━━━━━ PROVIDED INFORMATION ━━━━━

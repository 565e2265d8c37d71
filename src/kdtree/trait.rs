use geo_traits::RectTrait;
use tinyvec::TinyVec;

use crate::error::{KDIndexError, Result};
use crate::kdtree::region::{RectRegion, Region};
use crate::kdtree::traversal::{height, Node};
use crate::kdtree::KDTree;
use crate::r#type::{sq_dist, IndexableNum};

/// A trait for searching and accessing data out of a KDTree.
pub trait KDTreeIndex<N: IndexableNum, V>: Sized {
    /// The number of dimensions of every point in this tree
    fn k(&self) -> usize;

    /// The root node of this tree, for manual traversal
    fn root(&self) -> Option<&Node<N, V>>;

    /// The number of points in this tree
    fn len(&self) -> usize;

    /// Returns `true` if this tree holds no points.
    fn is_empty(&self) -> bool {
        self.root().is_none()
    }

    /// The number of levels in this tree.
    fn height(&self) -> usize {
        height(self.root())
    }

    /// Look up the point at exactly `key`.
    ///
    /// Returns the stored point and its value, or [`KDIndexError::KeyNotFound`].
    fn search(&self, key: &[N]) -> Result<(&[N], &V)> {
        check_key_length(self.k(), key)?;
        let k = self.k();

        let mut current = self.root();
        let mut depth = 0;
        while let Some(node) = current {
            if node.key() == key {
                return Ok((node.key(), node.value()));
            }
            let axis = depth % k;
            current = if key[axis] < node.key[axis] {
                node.left_child()
            } else {
                node.right_child()
            };
            depth += 1;
        }

        Err(KDIndexError::KeyNotFound(format!("{:?}", key)))
    }

    /// Find the point closest to `key` by euclidean distance.
    ///
    /// When several points are equally close, the first one reached wins: the one found in the
    /// subtree on the query's side of a split is preferred over the splitting node itself, and
    /// both over anything on the far side.
    fn search_closest(&self, key: &[N]) -> Result<(&[N], &V)> {
        check_key_length(self.k(), key)?;
        let node = closest(key, self.root(), 0, self.k()).ok_or_else(|| {
            KDIndexError::BadOperation("Need to initialize the tree before searching.".to_string())
        })?;
        Ok((node.key(), node.value()))
    }

    /// Search the index for points inside `region`.
    ///
    /// Points are returned in traversal order: a matching node comes before the matches of its
    /// left subtree, which come before those of its right subtree.
    fn search_range(&self, region: &impl Region<N>) -> Result<Vec<(&[N], &V)>> {
        let Some(root) = self.root() else {
            return Err(KDIndexError::BadOperation(
                "Tree must be initialized before searching an area".to_string(),
            ));
        };

        let mut result = vec![];
        range(region, Some(root), 0, self.k(), &mut result);
        Ok(result)
    }

    /// Search the index for points inside a rectangle.
    ///
    /// Axes of the tree beyond those described by the rectangle are not constrained.
    fn search_range_rect(&self, rect: &impl RectTrait<T = N>) -> Result<Vec<(&[N], &V)>> {
        self.search_range(&RectRegion(rect))
    }

    /// All points in the tree, in in-order sequence (left subtree, node, right subtree).
    fn in_order_traversal(&self) -> Vec<(&[N], &V)> {
        // Use TinyVec to avoid heap allocations
        let mut stack: TinyVec<[Option<&Node<N, V>>; 32]> = TinyVec::new();
        let mut result = Vec::with_capacity(self.len());
        let mut current = self.root();

        loop {
            while let Some(node) = current {
                stack.push(Some(node));
                current = node.left_child();
            }
            let Some(node) = stack.pop().flatten() else {
                break;
            };
            result.push((node.key(), node.value()));
            current = node.right_child();
        }

        result
    }
}

impl<N: IndexableNum, V> KDTreeIndex<N, V> for KDTree<N, V> {
    fn k(&self) -> usize {
        self.k
    }

    fn root(&self) -> Option<&Node<N, V>> {
        self.root.as_deref()
    }

    fn len(&self) -> usize {
        self.num_items
    }
}

/// Reject keys that do not have exactly `k` coordinates.
pub(crate) fn check_key_length<N>(k: usize, key: &[N]) -> Result<()> {
    if key.len() != k {
        return Err(KDIndexError::BadKeyLength {
            expected: k,
            actual: key.len(),
        });
    }
    Ok(())
}

fn closest<'a, N: IndexableNum, V>(
    key: &[N],
    node: Option<&'a Node<N, V>>,
    depth: usize,
    k: usize,
) -> Option<&'a Node<N, V>> {
    let node = node?;
    let axis = depth % k;
    let (near, far) = if key[axis] < node.key[axis] {
        (node.left_child(), node.right_child())
    } else {
        (node.right_child(), node.left_child())
    };

    let mut best = match closest(key, near, depth + 1, k) {
        Some(candidate) if sq_dist(key, candidate.key()) <= sq_dist(key, node.key()) => candidate,
        _ => node,
    };

    // Only cross the splitting plane if the current best radius reaches over it
    let radius2 = sq_dist(key, best.key());
    let plane = key[axis].as_f64() - node.key[axis].as_f64();
    if radius2 >= plane * plane {
        if let Some(candidate) = closest(key, far, depth + 1, k) {
            if sq_dist(key, candidate.key()) < radius2 {
                best = candidate;
            }
        }
    }

    Some(best)
}

fn range<'a, N: IndexableNum, V, R: Region<N>>(
    region: &R,
    node: Option<&'a Node<N, V>>,
    depth: usize,
    k: usize,
    result: &mut Vec<(&'a [N], &'a V)>,
) {
    let Some(node) = node else {
        return;
    };

    if region.is_fully_inside(node.key()) {
        result.push((node.key(), node.value()));
        range(region, node.left_child(), depth + 1, k, result);
        range(region, node.right_child(), depth + 1, k, result);
        return;
    }

    let axis = depth % k;
    let split = node.key[axis];
    if split < region.min_coord(axis) {
        range(region, node.right_child(), depth + 1, k, result);
    } else if split <= region.max_coord(axis) {
        range(region, node.left_child(), depth + 1, k, result);
        range(region, node.right_child(), depth + 1, k, result);
    } else {
        range(region, node.left_child(), depth + 1, k, result);
    }
}
//! An implementation of a mutable, self-rebalancing K-D Tree.
//!
//! Unlike the static indexes built in one pass over a known set of items, this tree accepts
//! insertions, updates and deletions at any time. Deletions replace a removed node with its
//! successor on the split axis, and the tree is periodically rebuilt around per-level medians to
//! undo the drift that accumulates from those edits.

#![warn(missing_docs)]

mod builder;
mod index;
mod region;
mod r#trait;
mod traversal;

pub use builder::KDTreeBuilder;
pub use index::KDTree;
pub use r#trait::KDTreeIndex;
pub use region::{BoundingBox, RectRegion, Region};
pub use traversal::Node;
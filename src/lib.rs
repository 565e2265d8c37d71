#![doc = include_str!("../README.md")]

mod error;
pub mod kdtree;
mod r#type;

pub use error::{KDIndexError, Result};
pub use r#type::IndexableNum;

#[cfg(test)]
pub(crate) mod test;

━━━━━

### PROBLEM DESCRIPTION
The answer must contain every line of the material, unchanged.

### EXERCISE RESPONSE
repository 565e2265d8c37d71
filename src/kdtree/trait.rs
use geo_traits::RectTrait;
use tinyvec::TinyVec;

use crate::error::{KDIndexError, Result};
use crate::kdtree::region::{RectRegion, Region};
use crate::kdtree::traversal::{height, Node};
use crate::kdtree::KDTree;
use crate::r#type::{sq_dist, IndexableNum};

/// A trait for searching and accessing data out of a KDTree.
pub trait KDTreeIndex<N: IndexableNum, V>: Sized {
    /// The number of dimensions of every point in this tree
    fn k(&self) -> usize;

    /// The root node of this tree, for manual traversal
    fn root(&self) -> Option<&Node<N, V>>;

    /// The number of points in this tree
    fn len(&self) -> usize;

    /// Returns `true` if this tree holds no points.
    fn is_empty(&self) -> bool {
        self.root().is_none()
    }

    /// The number of levels in this tree.
    fn height(&self) -> usize {
        height(self.root())
    }

    /// Look up the point at exactly `key`.
    ///
    /// Returns the stored point and its value, or [`KDIndexError::KeyNotFound`].
    fn search(&self, key: &[N]) -> Result<(&[N], &V)> {
        check_key_length(self.k(), key)?;
        let k = self.k();

        let mut current = self.root();
        let mut depth = 0;
        while let Some(node) = current {
            if node.key() == key {
                return Ok((node.key(), node.value()));
            }
            let axis = depth % k;
            current = if key[axis] < node.key[axis] {
                node.left_child()
            } else {
                node.right_child()
            };
            depth += 1;
        }

        Err(KDIndexError::KeyNotFound(format!("{:?}", key)))
    }

    /// Find the point closest to `key` by euclidean distance.
    ///
    /// When several points are equally close, the first one reached wins: the one found in the
    /// subtree on the query's side of a split is preferred over the splitting node itself, and
    /// both over anything on the far side.
    fn search_closest(&self, key: &[N]) -> Result<(&[N], &V)> {
        check_key_length(self.k(), key)?;
        let node = closest(key, self.root(), 0, self.k()).ok_or_else(|| {
            KDIndexError::BadOperation("Need to initialize the tree before searching.".to_string())
        })?;
        Ok((node.key(), node.value()))
    }

    /// Search the index for points inside `region`.
    ///
    /// Points are returned in traversal order: a matching node comes before the matches of its
    /// left subtree, which come before those of its right subtree.
    fn search_range(&self, region: &impl Region<N>) -> Result<Vec<(&[N], &V)>> {
        let Some(root) = self.root() else {
            return Err(KDIndexError::BadOperation(
                "Tree must be initialized before searching an area".to_string(),
            ));
        };

        let mut result = vec![];
        range(region, Some(root), 0, self.k(), &mut result);
        Ok(result)
    }

    /// Search the index for points inside a rectangle.
    ///
    /// Axes of the tree beyond those described by the rectangle are not constrained.
    fn search_range_rect(&self, rect: &impl RectTrait<T = N>) -> Result<Vec<(&[N], &V)>> {
        self.search_range(&RectRegion(rect))
    }

    /// All points in the tree, in in-order sequence (left subtree, node, right subtree).
    fn in_order_traversal(&self) -> Vec<(&[N], &V)> {
        // Use TinyVec to avoid heap allocations
        let mut stack: TinyVec<[Option<&Node<N, V>>; 32]> = TinyVec::new();
        let mut result = Vec::with_capacity(self.len());
        let mut current = self.root();

        loop {
            while let Some(node) = current {
                stack.push(Some(node));
                current = node.left_child();
            }
            let Some(node) = stack.pop().flatten() else {
                break;
            };
            result.push((node.key(), node.value()));
            current = node.right_child();
        }

        result
    }
}

impl<N: IndexableNum, V> KDTreeIndex<N, V> for KDTree<N, V> {
    fn k(&self) -> usize {
        self.k
    }

    fn root(&self) -> Option<&Node<N, V>> {
        self.root.as_deref()
    }

    fn len(&self) -> usize {
        self.num_items
    }
}

/// Reject keys that do not have exactly `k` coordinates.
pub(crate) fn check_key_length<N>(k: usize, key: &[N]) -> Result<()> {
    if key.len() != k {
        return Err(KDIndexError::BadKeyLength {
            expected: k,
            actual: key.len(),
        });
    }
    Ok(())
}

fn closest<'a, N: IndexableNum, V>(
    key: &[N],
    node: Option<&'a Node<N, V>>,
    depth: usize,
    k: usize,
) -> Option<&'a Node<N, V>> {
    let node = node?;
    let axis = depth % k;
    let (near, far) = if key[axis] < node.key[axis] {
        (node.left_child(), node.right_child())
    } else {
        (node.right_child(), node.left_child())
    };

    let mut best = match closest(key, near, depth + 1, k) {
        Some(candidate) if sq_dist(key, candidate.key()) <= sq_dist(key, node.key()) => candidate,
        _ => node,
    };

    // Only cross the splitting plane if the current best radius reaches over it
    let radius2 = sq_dist(key, best.key());
    let plane = key[axis].as_f64() - node.key[axis].as_f64();
    if radius2 >= plane * plane {
        if let Some(candidate) = closest(key, far, depth + 1, k) {
            if sq_dist(key, candidate.key()) < radius2 {
                best = candidate;
            }
        }
    }

    Some(best)
}

fn range<'a, N: IndexableNum, V, R: Region<N>>(
    region: &R,
    node: Option<&'a Node<N, V>>,
    depth: usize,
    k: usize,
    result: &mut Vec<(&'a [N], &'a V)>,
) {
    let Some(node) = node else {
        return;
    };

    if region.is_fully_inside(node.key()) {
        result.push((node.key(), node.value()));
        range(region, node.left_child(), depth + 1, k, result);
        range(region, node.right_child(), depth + 1, k, result);
        return;
    }

    let axis = depth % k;
    let split = node.key[axis];
    if split < region.min_coord(axis) {
        range(region, node.right_child(), depth + 1, k, result);
    } else if split <= region.max_coord(axis) {
        range(region, node.left_child(), depth + 1, k, result);
        range(region, node.right_child(), depth + 1, k, result);
    } else {
        range(region, node.left_child(), depth + 1, k, result);
    }
}
//! An implementation of a mutable, self-rebalancing K-D Tree.
//!
//! Unlike the static indexes built in one pass over a known set of items, this tree accepts
//! insertions, updates and deletions at any time. Deletions replace a removed node with its
//! successor on the split axis, and the tree is periodically rebuilt around per-level medians to
//! undo the drift that accumulates from those edits.

#![warn(missing_docs)]

mod builder;
mod index;
mod region;
mod r#trait;
mod traversal;

pub use builder::KDTreeBuilder;
pub use index::KDTree;
pub use r#trait::KDTreeIndex;
pub use region::{BoundingBox, RectRegion, Region};
pub use traversal::Node;
filename src/lib.rs
repository 565e2265d8c37d71
#![doc = include_str!("../README.md")]

mod error;
pub mod kdtree;
mod r#type;

pub use error::{KDIndexError, Result};
pub use r#type::IndexableNum;

#[cfg(test)]
pub(crate) mod test;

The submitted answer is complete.